The nuclear factor NF-κB and oncogenic Ras can alter proliferation in epidermis, the most common site of human cancer1,2. These proteins are implicated in epidermal squamous cell carcinoma in mice3,4,5, however, the potential effects of altering their function are uncertain. Whereas inhibition of NF-κB enhances apoptosis in certain tumours6, blockade of NF-κB predisposes murine skin to squamous cell carcinoma5,7. Because therapeutics inhibiting Ras and NF-κB pathways are being developed to treat human cancer8,9, it is essential to assess the effects of altering these regulators.

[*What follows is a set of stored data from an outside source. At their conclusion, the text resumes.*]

//! Blocking HTTP front end. One request is handled at a time; scale by
//! running more processes.

use std::collections::HashMap;
use std::io::Read;

use reqwest::Url;
use serde_json::{json, Value};
use tiny_http::{Header, Method, Request, Response, Server};
use tracing::{error, info, warn};

use sequence_retriever::UcscClient;

use crate::error::{AnalyzerError, Result};
use crate::models::{CalibrationParams, Variant};
use crate::prediction_tools::LikelihoodScorer;
use crate::single_variant::VariantAnalyzer;

pub struct App<'a> {
    pub ucsc: &'a UcscClient,
    pub scorer: &'a dyn LikelihoodScorer,
    pub window_size: u64,
    pub calibration: CalibrationParams,
}

fn error_body(e: &AnalyzerError) -> (u16, Value) {
    (e.http_status(), json!({ "error": e.to_string() }))
}

fn query_params(url: &Url) -> HashMap<String, String> {
    url.query_pairs().into_owned().collect()
}

/// Request parameters as strings, whether they came from the query or a JSON body.
fn analysis_params(url: &Url, body: &str) -> Result<HashMap<String, String>> {
    if url.query().is_some_and(|q| !q.is_empty()) || body.trim().is_empty() {
        return Ok(query_params(url));
    }
    let parsed: Value = serde_json::from_str(body)
        .map_err(|e| AnalyzerError::InvalidVariant(format!("request body is not JSON: {e}")))?;
    let object = parsed
        .as_object()
        .ok_or_else(|| AnalyzerError::InvalidVariant("request body must be a JSON object".into()))?;
    Ok(object
        .iter()
        .filter_map(|(k, v)| {
            let text = match v {
                Value::String(s) => s.clone(),
                Value::Number(n) => n.to_string(),
                _ => return None,
            };
            Some((k.clone(), text))
        })
        .collect())
}

fn required<'p>(params: &'p HashMap<String, String>, key: &str) -> Result<&'p str> {
    params
        .get(key)
        .map(String::as_str)
        .ok_or_else(|| AnalyzerError::InvalidVariant(format!("missing parameter '{key}'")))
}

fn variant_from_params(params: &HashMap<String, String>) -> Result<Variant> {
    let raw_position = required(params, "variant_position")?;
    let position = raw_position.trim().parse::<u64>().map_err(|_| {
        AnalyzerError::InvalidVariant(format!(
            "variant_position must be a positive integer, got {raw_position:?}"
        ))
    })?;
    Variant::new(
        position,
        required(params, "alternative")?,
        required(params, "chromosome")?,
        required(params, "genome")?,
    )
}

impl App<'_> {
    fn analyze(&self, url: &Url, body: &str) -> Result<Value> {
        let params = analysis_params(url, body)?;
        let variant = variant_from_params(&params)?;
        let analyzer = VariantAnalyzer {
            source: self.ucsc,
            scorer: self.scorer,
            window_size: self.window_size,
            calibration: self.calibration,
        };
        Ok(serde_json::to_value(analyzer.analyze(&variant)?)?)
    }

    fn genomes(&self, url: &Url) -> Result<Value> {
        let mut genomes = self.ucsc.list_genomes()?;
        if let Some(organism) = query_params(url).get("organism") {
            genomes.retain(|k, _| k == organism);
        }
        Ok(json!({ "genomes": genomes }))
    }

    fn chromosomes(&self, url: &Url) -> Result<Value> {
        let params = query_params(url);
        let genome = required(&params, "genome")?;
        Ok(json!({ "chromosomes": self.ucsc.list_chromosomes(genome)? }))
    }

    /// Routes one request and returns its status code and JSON body.
    pub fn handle(&self, method: &Method, raw_url: &str, body: &str) -> (u16, Value) {
        let url = match Url::parse("http://localhost").and_then(|base| base.join(raw_url)) {
            Ok(url) => url,
            Err(e) => return (400, json!({ "error": format!("bad request url: {e}") })),
        };

        let outcome = match (method, url.path()) {
            (Method::Post, "/analyze" | "/analyze_single_variant") => self.analyze(&url, body),
            (Method::Get, "/genomes") => self.genomes(&url),
            (Method::Get, "/chromosomes") => self.chromosomes(&url),
            (Method::Get, "/health") => Ok(json!({ "status": "ok" })),
            (_, "/analyze" | "/analyze_single_variant" | "/genomes" | "/chromosomes" | "/health") => {
                return (405, json!({ "error": format!("method {method} not allowed") }));
            }
            (_, path) => return (404, json!({ "error": format!("no route for {path}") })),
        };

        match outcome {
            Ok(value) => (200, value),
            Err(e) => {
                if e.http_status() >= 500 {
                    error!("{} {} failed: {}", method, raw_url, e);
                } else {
                    warn!("{} {} rejected: {}", method, raw_url, e);
                }
                error_body(&e)
            }
        }
    }

    fn respond(&self, mut request: Request) {
        let mut body = String::new();
        let (status, value) = match request.as_reader().read_to_string(&mut body) {
            Ok(_) => self.handle(request.method(), request.url(), &body),
            Err(e) => (400, json!({ "error": format!("unreadable request body: {e}") })),
        };
        info!("{} {} -> {}", request.method(), request.url(), status);

        let mut response = Response::from_string(value.to_string()).with_status_code(status);
        if let Ok(header) = Header::from_bytes(&b"Content-Type"[..], &b"application/json"[..]) {
            response = response.with_header(header);
        }
        if let Err(e) = request.respond(response) {
            warn!("Failed to send response: {}", e);
        }
    }

    /// Serves requests until the server is unblocked.
    pub fn run(&self, server: &Server) {
        for request in server.incoming_requests() {
            self.respond(request);
        }
        info!("Server stopped");
    }
}

pub fn bind(address: &str) -> Result<Server> {
    let server = Server::http(address).map_err(|e| {
        AnalyzerError::Io(std::io::Error::new(
            std::io::ErrorKind::AddrNotAvailable,
            format!("cannot bind {address}: {e}"),
        ))
    })?;
    info!("Listening on {}", address);
    Ok(server)
}

#[cfg(test)]
mod tests {
    use super::*;

    fn url(raw: &str) -> Url {
        Url::parse("http://localhost").unwrap().join(raw).unwrap()
    }

    #[test]
    fn query_parameters_build_a_variant() {
        let u = url("/analyze?variant_position=43119628&alternative=g&genome=hg38&chromosome=chr17");
        let params = analysis_params(&u, "").unwrap();
        let v = variant_from_params(&params).unwrap();
        assert_eq!(v.position, 43119628);
        assert_eq!(v.alternate_allele, 'G');
        assert_eq!(v.chromosome, "chr17");
    }

    #[test]
    fn json_body_is_used_without_a_query() {
        let body = r#"{"variant_position": 43119628, "alternative": "G", "genome": "hg38", "chromosome": "chr17"}"#;
        let params = analysis_params(&url("/analyze"), body).unwrap();
        assert_eq!(params["variant_position"], "43119628");
        assert!(variant_from_params(&params).is_ok());
    }

    #[test]
    fn missing_or_malformed_parameters_are_bad_requests() {
        let params = analysis_params(&url("/analyze?alternative=G&genome=hg38&chromosome=chr17"), "").unwrap();
        assert_eq!(variant_from_params(&params).unwrap_err().http_status(), 400);

        let params = analysis_params(
            &url("/analyze?variant_position=-5&alternative=G&genome=hg38&chromosome=chr17"),
            "",
        )
        .unwrap();
        assert_eq!(variant_from_params(&params).unwrap_err().http_status(), 400);

        let err = analysis_params(&url("/analyze"), "[1, 2]").unwrap_err();
        assert_eq!(err.http_status(), 400);
    }

    #[test]
    fn position_beyond_genomic_range_is_a_bad_request() {
        let params = analysis_params(
            &url("/analyze?variant_position=18446744073709551615&alternative=G&genome=hg38&chromosome=chr17"),
            "",
        )
        .unwrap();
        assert_eq!(variant_from_params(&params).unwrap_err().http_status(), 400);
    }
}
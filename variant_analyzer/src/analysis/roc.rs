use std::cmp::Ordering;

use ndarray::Array1;
use ndarray_stats::QuantileExt;
use tracing::info;

use crate::error::{AnalyzerError, Result};

/// One ROC curve: a point per distinct score, its threshold, and the trapezoid AUC.
#[derive(Debug, Clone, PartialEq)]
pub struct RocResult {
    pub fprs: Vec<f64>,
    pub tprs: Vec<f64>,
    pub thresholds: Vec<f64>,
    pub auc: f64,
}

/// Compute ROC curve points (FPR/TPR) and AUC for predicted `scores` and boolean `labels`.
///
/// 1) Pair each (score, label) and sort descending by score.
/// 2) Emit one point per distinct score, after every sample at that score has
///    been counted; the curve opens at (0, 0) with a `+inf` threshold.
/// 3) Integrate with the trapezoidal rule, so tied scores count as half.
pub fn compute_roc(scores: &[f64], labels: &[bool]) -> Result<RocResult> {
    if scores.len() != labels.len() {
        return Err(AnalyzerError::Calibration(format!(
            "{} scores for {} labels",
            scores.len(),
            labels.len()
        )));
    }

    let total_pos = labels.iter().filter(|&&l| l).count() as f64;
    let total_neg = labels.len() as f64 - total_pos;
    if total_pos == 0.0 || total_neg == 0.0 {
        return Err(AnalyzerError::Calibration(
            "ROC needs both positive and negative samples".into(),
        ));
    }

    let mut pairs: Vec<(f64, bool)> = scores.iter().copied().zip(labels.iter().copied()).collect();
    pairs.sort_by(|(s1, _), (s2, _)| s2.partial_cmp(s1).unwrap_or(Ordering::Equal));

    let mut fprs = vec![0.0];
    let mut tprs = vec![0.0];
    let mut thresholds = vec![f64::INFINITY];
    let mut auc = 0.0;

    let (mut tp, mut fp) = (0.0, 0.0);
    for (idx, &(score, label)) in pairs.iter().enumerate() {
        if label {
            tp += 1.0;
        } else {
            fp += 1.0;
        }

        let last_of_score = pairs.get(idx + 1).map_or(true, |(next, _)| *next != score);
        if last_of_score {
            let tpr = tp / total_pos;
            let fpr = fp / total_neg;
            let (prev_fpr, prev_tpr) = (fprs[fprs.len() - 1], tprs[tprs.len() - 1]);
            auc += (fpr - prev_fpr) * (tpr + prev_tpr) * 0.5;

            fprs.push(fpr);
            tprs.push(tpr);
            thresholds.push(score);
        }
    }

    Ok(RocResult {
        fprs,
        tprs,
        thresholds,
        auc,
    })
}

/// Index of the ROC point maximising Youden's J (`tpr - fpr`); the first wins on ties.
pub fn youden_index(roc: &RocResult) -> Result<usize> {
    let j: Array1<f64> = roc
        .tprs
        .iter()
        .zip(&roc.fprs)
        .map(|(tpr, fpr)| tpr - fpr)
        .collect();
    let best = j
        .argmax()
        .map_err(|e| AnalyzerError::Calibration(format!("Youden J undefined: {e}")))?;
    info!(
        "Youden J = {:.3} at threshold {:.6}",
        j[best], roc.thresholds[best]
    );
    Ok(best)
}

#[cfg(test)]
mod tests {
    use super::*;

    #[test]
    fn perfect_separation() {
        let roc = compute_roc(&[0.9, 0.8, 0.2, 0.1], &[true, true, false, false]).unwrap();
        assert!((roc.auc - 1.0).abs() < 1e-12);
        let best = youden_index(&roc).unwrap();
        assert_eq!(roc.thresholds[best], 0.8);
        assert_eq!((roc.fprs[best], roc.tprs[best]), (0.0, 1.0));
    }

    #[test]
    fn auc_matches_pairwise_ranking() {
        // 3 positives, 3 negatives: 6 of 9 positive/negative pairs ordered correctly
        let scores = [0.9, 0.7, 0.6, 0.5, 0.3, 0.2];
        let labels = [true, false, true, false, true, false];
        let roc = compute_roc(&scores, &labels).unwrap();
        assert!((roc.auc - 6.0 / 9.0).abs() < 1e-12);
        assert_eq!(roc.thresholds[0], f64::INFINITY);
        assert_eq!(roc.fprs.len(), scores.len() + 1);
        assert_eq!(*roc.fprs.last().unwrap(), 1.0);
        assert_eq!(*roc.tprs.last().unwrap(), 1.0);
    }

    #[test]
    fn ties_collapse_into_one_point_and_count_half() {
        let roc = compute_roc(&[0.5, 0.5], &[true, false]).unwrap();
        assert_eq!(roc.thresholds, vec![f64::INFINITY, 0.5]);
        assert!((roc.auc - 0.5).abs() < 1e-12);
    }

    #[test]
    fn single_class_is_rejected() {
        assert!(compute_roc(&[0.1, 0.2], &[true, true]).is_err());
        assert!(compute_roc(&[0.1], &[true, false]).is_err());
    }

    #[test]
    fn youden_prefers_first_maximum() {
        let roc = RocResult {
            fprs: vec![0.0, 0.0, 0.5, 0.5, 1.0],
            tprs: vec![0.0, 0.5, 0.5, 1.0, 1.0],
            thresholds: vec![f64::INFINITY, 4.0, 3.0, 2.0, 1.0],
            auc: 0.75,
        };
        assert_eq!(youden_index(&roc).unwrap(), 1);
    }
}
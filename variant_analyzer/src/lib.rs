//! Evo 2 variant effect scoring: single-variant classification against a
//! calibrated threshold and the BRCA1 calibration job that produces it.

pub mod analysis;
pub mod classification;
pub mod config;
pub mod data_handling;
pub mod error;
pub mod helper_functions;
pub mod models;
pub mod prediction_tools;
pub mod server;
pub mod single_variant;
pub mod substitution;

pub use config::AnalyzerConfig;
pub use error::{AnalyzerError, Result};
pub use models::{CalibrationParams, ClassificationResult, Prediction, Variant, VariantReport};
pub use single_variant::VariantAnalyzer;
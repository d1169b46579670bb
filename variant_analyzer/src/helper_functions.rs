use std::env;
use std::fs::File;
use std::path::{Path, PathBuf};

use polars::prelude::*;
use tracing::info;

use crate::error::Result;

pub fn project_root() -> PathBuf {
    match env::var_os("PROJECT_ROOT") {
        Some(val) => PathBuf::from(val),
        None => {
            // Fall back to current directory if PROJECT_ROOT not set
            env::current_dir().unwrap_or_else(|_| PathBuf::from("."))
        }
    }
}

pub fn dataframe_to_csv(df: &mut DataFrame, path: impl AsRef<Path>) -> Result<()> {
    let path = path.as_ref();
    let mut file = File::create(path)?;
    CsvWriter::new(&mut file).include_header(true).finish(df)?;
    info!("Wrote {} rows to {}", df.height(), path.display());
    Ok(())
}

pub fn write_json<T: serde::Serialize>(value: &T, path: impl AsRef<Path>) -> Result<()> {
    let path = path.as_ref();
    serde_json::to_writer_pretty(File::create(path)?, value)?;
    info!("Wrote {}", path.display());
    Ok(())
}
//! Remote image fetching
//!
//! A single bounded GET: no retries, no batching, no caching. The body is
//! accepted only if its leading bytes identify a known image format.

use std::fmt;
use std::time::Duration;
use thiserror::Error;

#[derive(Debug, Error)]
pub enum MediaError {
    /// The URL is malformed, unreachable, timed out, or answered with an error status
    #[error("invalid URL ==>>{url}<<== : {reason}")]
    InvalidUrl { url: String, reason: String },

    /// The response body is not a recognised image
    #[error("{url} did not return an image")]
    NotAnImage { url: String },
}

/// Image formats recognised by their magic bytes
#[derive(Debug, Clone, Copy, PartialEq, Eq)]
pub enum ImageFormat {
    Png,
    Jpeg,
    Gif,
    WebP,
    Bmp,
    Ico,
}

impl ImageFormat {
    /// Identify the format from the start of the file
    pub fn sniff(bytes: &[u8]) -> Option<Self> {
        if bytes.starts_with(b"\x89PNG\r\n\x1a\n") {
            Some(Self::Png)
        } else if bytes.starts_with(&[0xFF, 0xD8, 0xFF]) {
            Some(Self::Jpeg)
        } else if bytes.starts_with(b"GIF87a") || bytes.starts_with(b"GIF89a") {
            Some(Self::Gif)
        } else if bytes.len() >= 12 && &bytes[..4] == b"RIFF" && &bytes[8..12] == b"WEBP" {
            Some(Self::WebP)
        } else if bytes.starts_with(b"BM") && bytes.len() >= 26 {
            Some(Self::Bmp)
        } else if bytes.starts_with(&[0x00, 0x00, 0x01, 0x00]) {
            Some(Self::Ico)
        } else {
            None
        }
    }

    pub fn as_str(&self) -> &'static str {
        match self {
            Self::Png => "png",
            Self::Jpeg => "jpeg",
            Self::Gif => "gif",
            Self::WebP => "webp",
            Self::Bmp => "bmp",
            Self::Ico => "ico",
        }
    }

    /// Width and height from the header, for formats that keep them at a fixed offset
    pub fn dimensions(&self, bytes: &[u8]) -> Option<(u32, u32)> {
        match self {
            // IHDR chunk follows the 8-byte signature and 8-byte chunk header
            Self::Png => Some((be_u32(bytes, 16)?, be_u32(bytes, 20)?)),
            Self::Gif => Some((le_u16(bytes, 6)? as u32, le_u16(bytes, 8)? as u32)),
            // BITMAPINFOHEADER; height is negative for top-down bitmaps
            Self::Bmp => Some((
                le_i32(bytes, 18)?.unsigned_abs(),
                le_i32(bytes, 22)?.unsigned_abs(),
            )),
            Self::Jpeg | Self::WebP | Self::Ico => None,
        }
    }
}

impl fmt::Display for ImageFormat {
    fn fmt(&self, f: &mut fmt::Formatter<'_>) -> fmt::Result {
        f.write_str(self.as_str())
    }
}

/// A downloaded image
#[derive(Debug, Clone)]
pub struct RemoteImage {
    pub url: String,
    pub format: ImageFormat,
    pub bytes: Vec<u8>,
    pub dimensions: Option<(u32, u32)>,
}

/// Download `url` and check that it is an image
pub async fn fetch_image(url: &str, timeout: Duration) -> Result<RemoteImage, MediaError> {
    let invalid = |reason: String| MediaError::InvalidUrl {
        url: url.to_string(),
        reason,
    };

    let parsed = reqwest::Url::parse(url).map_err(|e| invalid(e.to_string()))?;
    if !matches!(parsed.scheme(), "http" | "https") {
        return Err(invalid(format!("unsupported scheme {:?}", parsed.scheme())));
    }

    let client = reqwest::Client::builder()
        .timeout(timeout)
        .build()
        .map_err(|e| invalid(e.to_string()))?;

    let response = client
        .get(parsed)
        .send()
        .await
        .and_then(|r| r.error_for_status())
        .map_err(|e| invalid(e.to_string()))?;

    let bytes = response
        .bytes()
        .await
        .map_err(|e| invalid(e.to_string()))?
        .to_vec();

    let format = ImageFormat::sniff(&bytes).ok_or_else(|| MediaError::NotAnImage {
        url: url.to_string(),
    })?;
    let dimensions = format.dimensions(&bytes);

    tracing::debug!("Fetched {} image ({} bytes) from {}", format, bytes.len(), url);

    Ok(RemoteImage {
        url: url.to_string(),
        format,
        bytes,
        dimensions,
    })
}

fn be_u32(bytes: &[u8], at: usize) -> Option<u32> {
    let b = bytes.get(at..at + 4)?;
    Some(u32::from_be_bytes([b[0], b[1], b[2], b[3]]))
}

fn le_u16(bytes: &[u8], at: usize) -> Option<u16> {
    let b = bytes.get(at..at + 2)?;
    Some(u16::from_le_bytes([b[0], b[1]]))
}

fn le_i32(bytes: &[u8], at: usize) -> Option<i32> {
    let b = bytes.get(at..at + 4)?;
    Some(i32::from_le_bytes([b[0], b[1], b[2], b[3]]))
}

#[cfg(test)]
mod tests {
    use super::*;
    use axum::{http::StatusCode, routing::get, Router};
    use std::net::SocketAddr;

    /// PNG signature plus an IHDR chunk for a 3x2 image
    fn png_header() -> Vec<u8> {
        let mut bytes = b"\x89PNG\r\n\x1a\n".to_vec();
        bytes.extend_from_slice(&13u32.to_be_bytes());
        bytes.extend_from_slice(b"IHDR");
        bytes.extend_from_slice(&3u32.to_be_bytes());
        bytes.extend_from_slice(&2u32.to_be_bytes());
        bytes.extend_from_slice(&[8, 6, 0, 0, 0]);
        bytes
    }

    async fn serve() -> SocketAddr {
        let app = Router::new()
            .route("/logo.png", get(|| async { png_header() }))
            .route("/page", get(|| async { "<html>hello</html>" }))
            .route("/broken", get(|| async { StatusCode::INTERNAL_SERVER_ERROR }))
            .route(
                "/slow.png",
                get(|| async {
                    tokio::time::sleep(Duration::from_secs(5)).await;
                    png_header()
                }),
            );

        let listener = tokio::net::TcpListener::bind("127.0.0.1:0").await.unwrap();
        let addr = listener.local_addr().unwrap();
        tokio::spawn(async move {
            axum::serve(listener, app).await.unwrap();
        });
        addr
    }

    #[test]
    fn test_sniff_formats() {
        assert_eq!(ImageFormat::sniff(&png_header()), Some(ImageFormat::Png));
        assert_eq!(
            ImageFormat::sniff(&[0xFF, 0xD8, 0xFF, 0xE0]),
            Some(ImageFormat::Jpeg)
        );
        assert_eq!(ImageFormat::sniff(b"GIF89a\x0a\x00\x05\x00"), Some(ImageFormat::Gif));
        assert_eq!(ImageFormat::sniff(b"RIFF\0\0\0\0WEBPVP8 "), Some(ImageFormat::WebP));
        assert_eq!(ImageFormat::sniff(b"{\"not\": \"an image\"}"), None);
        assert_eq!(ImageFormat::sniff(b""), None);
    }

    #[test]
    fn test_dimensions() {
        assert_eq!(ImageFormat::Png.dimensions(&png_header()), Some((3, 2)));
        assert_eq!(
            ImageFormat::Gif.dimensions(b"GIF89a\x0a\x00\x05\x00"),
            Some((10, 5))
        );

        let mut bmp = vec![0u8; 26];
        bmp[..2].copy_from_slice(b"BM");
        bmp[18..22].copy_from_slice(&640i32.to_le_bytes());
        bmp[22..26].copy_from_slice(&(-480i32).to_le_bytes());
        assert_eq!(ImageFormat::Bmp.dimensions(&bmp), Some((640, 480)));

        assert_eq!(ImageFormat::Png.dimensions(b"\x89PNG\r\n\x1a\n"), None);
    }

    #[tokio::test]
    async fn test_fetch_png() {
        let addr = serve().await;
        let url = format!("http://{}/logo.png", addr);

        let image = fetch_image(&url, Duration::from_secs(5)).await.unwrap();

        assert_eq!(image.format, ImageFormat::Png);
        assert_eq!(image.dimensions, Some((3, 2)));
        assert_eq!(image.bytes, png_header());
    }

    #[tokio::test]
    async fn test_fetch_non_image() {
        let addr = serve().await;
        let url = format!("http://{}/page", addr);

        let err = fetch_image(&url, Duration::from_secs(5)).await.unwrap_err();
        assert!(matches!(err, MediaError::NotAnImage { .. }));
    }

    #[tokio::test]
    async fn test_fetch_error_status() {
        let addr = serve().await;
        let url = format!("http://{}/broken", addr);

        let err = fetch_image(&url, Duration::from_secs(5)).await.unwrap_err();
        assert!(matches!(err, MediaError::InvalidUrl { .. }));
        assert!(err.to_string().contains(&url));
    }

    #[tokio::test]
    async fn test_fetch_timeout() {
        let addr = serve().await;
        let url = format!("http://{}/slow.png", addr);

        let err = fetch_image(&url, Duration::from_millis(200))
            .await
            .unwrap_err();
        assert!(matches!(err, MediaError::InvalidUrl { .. }));
    }

    #[tokio::test]
    async fn test_rejects_bad_urls() {
        for url in ["not a url", "ftp://example.com/a.png"] {
            let err = fetch_image(url, Duration::from_secs(1)).await.unwrap_err();
            assert!(matches!(err, MediaError::InvalidUrl { .. }), "{url}");
        }
    }
}
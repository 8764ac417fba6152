//! Route handlers

use axum::{
    extract::{Path, State},
    http::StatusCode,
    response::{Html, IntoResponse, Json, Response},
};
use serde::Serialize;
use serde_json::{json, Value};
use std::sync::Arc;
use tera::Context;

use super::AppState;
use crate::templates::page_context;

/// Home page with the portfolio document, projects and posts
pub async fn home(State(state): State<Arc<AppState>>) -> Response {
    let config = &state.config;
    let title = if config.subtitle.is_empty() {
        config.title.clone()
    } else {
        format!("{} | {}", config.title, config.subtitle)
    };

    let mut context = page_context(config, &title, &config.description);
    context.insert("data", &state.catalog.portfolio());
    context.insert("projects", state.catalog.projects());
    context.insert("posts", state.catalog.posts());

    render(&state, "index.html", &context, StatusCode::OK)
}

pub async fn health() -> Json<Value> {
    Json(json!({ "status": "healthy" }))
}

/// Single blog post page
pub async fn blog_post(State(state): State<Arc<AppState>>, Path(slug): Path<String>) -> Response {
    let post = state.catalog.post(&slug);
    detail(
        &state,
        "blog",
        &slug,
        post.map(|p| (p.title.as_str(), p.excerpt.as_str())),
        post,
        ("Article", "Technical article"),
    )
}

/// Single project page
pub async fn project_detail(
    State(state): State<Arc<AppState>>,
    Path(slug): Path<String>,
) -> Response {
    let project = state.catalog.project(&slug);
    detail(
        &state,
        "project",
        &slug,
        project.map(|p| (p.title.as_str(), p.description.as_str())),
        project,
        ("Project", "Technical project"),
    )
}

/// Render the detail template; an unknown slug gets the not-found form with a 404
fn detail<T: Serialize>(
    state: &AppState,
    content_type: &str,
    slug: &str,
    meta: Option<(&str, &str)>,
    item: Option<&T>,
    fallback: (&str, &str),
) -> Response {
    let (name, description) = meta.unwrap_or(fallback);
    let title = format!("{} | {}", name, state.config.title);

    let mut context = page_context(&state.config, &title, description);
    context.insert("content_type", content_type);
    context.insert("item", &item);

    let status = if item.is_some() {
        StatusCode::OK
    } else {
        tracing::warn!("No {} with slug {:?}", content_type, slug);
        StatusCode::NOT_FOUND
    };

    render(state, "detail.html", &context, status)
}

/// Markdown article from the articles directory
pub async fn read_article(
    State(state): State<Arc<AppState>>,
    Path(filename): Path<String>,
) -> Response {
    if !is_plain_file_name(&filename) {
        tracing::warn!("Rejected article name {:?}", filename);
        return article_not_found();
    }

    let path = state.articles_dir.join(&filename);
    match tokio::fs::metadata(&path).await {
        Ok(meta) if meta.is_file() => {}
        _ => return article_not_found(),
    }

    let markdown = match tokio::fs::read_to_string(&path).await {
        Ok(markdown) => markdown,
        Err(e) => {
            tracing::error!("Failed to read article {:?}: {}", path, e);
            return (StatusCode::INTERNAL_SERVER_ERROR, "Failed to read article").into_response();
        }
    };

    let heading = state
        .markdown
        .title(&markdown)
        .unwrap_or_else(|| filename.clone());
    let title = format!("{} | {}", heading, state.config.title);

    let mut context = page_context(&state.config, &title, &state.config.description);
    context.insert("body", &state.markdown.render(&markdown));

    render(&state, "article.html", &context, StatusCode::OK)
}

pub async fn not_found() -> Response {
    (StatusCode::NOT_FOUND, "Not found").into_response()
}

fn article_not_found() -> Response {
    (StatusCode::NOT_FOUND, Html("Article not found")).into_response()
}

/// A single path component: no separators, no parent references, no dotfiles
fn is_plain_file_name(name: &str) -> bool {
    !name.is_empty()
        && !name.starts_with('.')
        && !name.contains(['/', '\\'])
        && !name.contains("..")
}

fn render(state: &AppState, template: &str, context: &Context, status: StatusCode) -> Response {
    match state.templates.render(template, context) {
        Ok(html) => (status, Html(html)).into_response(),
        Err(e) => {
            tracing::error!("Failed to render {}: {:#}", template, e);
            (StatusCode::INTERNAL_SERVER_ERROR, "Internal server error").into_response()
        }
    }
}
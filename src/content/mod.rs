//! Content module - loads data groups and articles

pub mod catalog;
mod error;
mod index;
pub mod loader;
mod markdown;
pub mod relaxed;

pub use catalog::{BlogPost, Catalog, CatalogError, Project};
pub use error::ContentError;
pub use index::{describe, kind_of, ContentIndex};
pub use loader::ContentLoader;
pub use markdown::MarkdownRenderer;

The medical relevance of murine studies is limited, however, by differences between mouse and human skin, and by the greater ease of transforming murine cells. Here we show that in normal human epidermal cells both NF-κB and oncogenic Ras trigger cell-cycle arrest. Growth arrest triggered by oncogenic Ras can be bypassed by IκBα-mediated blockade of NF-κB, generating malignant human epidermal tissue resembling squamous cell carcinoma. Human cell tumorigenesis is dependent on laminin 5 and α6β4 integrin. Thus, IκBα circumvents restraints on growth promotion induced by oncogenic Ras and can act with Ras to induce invasive human tissue neoplasia.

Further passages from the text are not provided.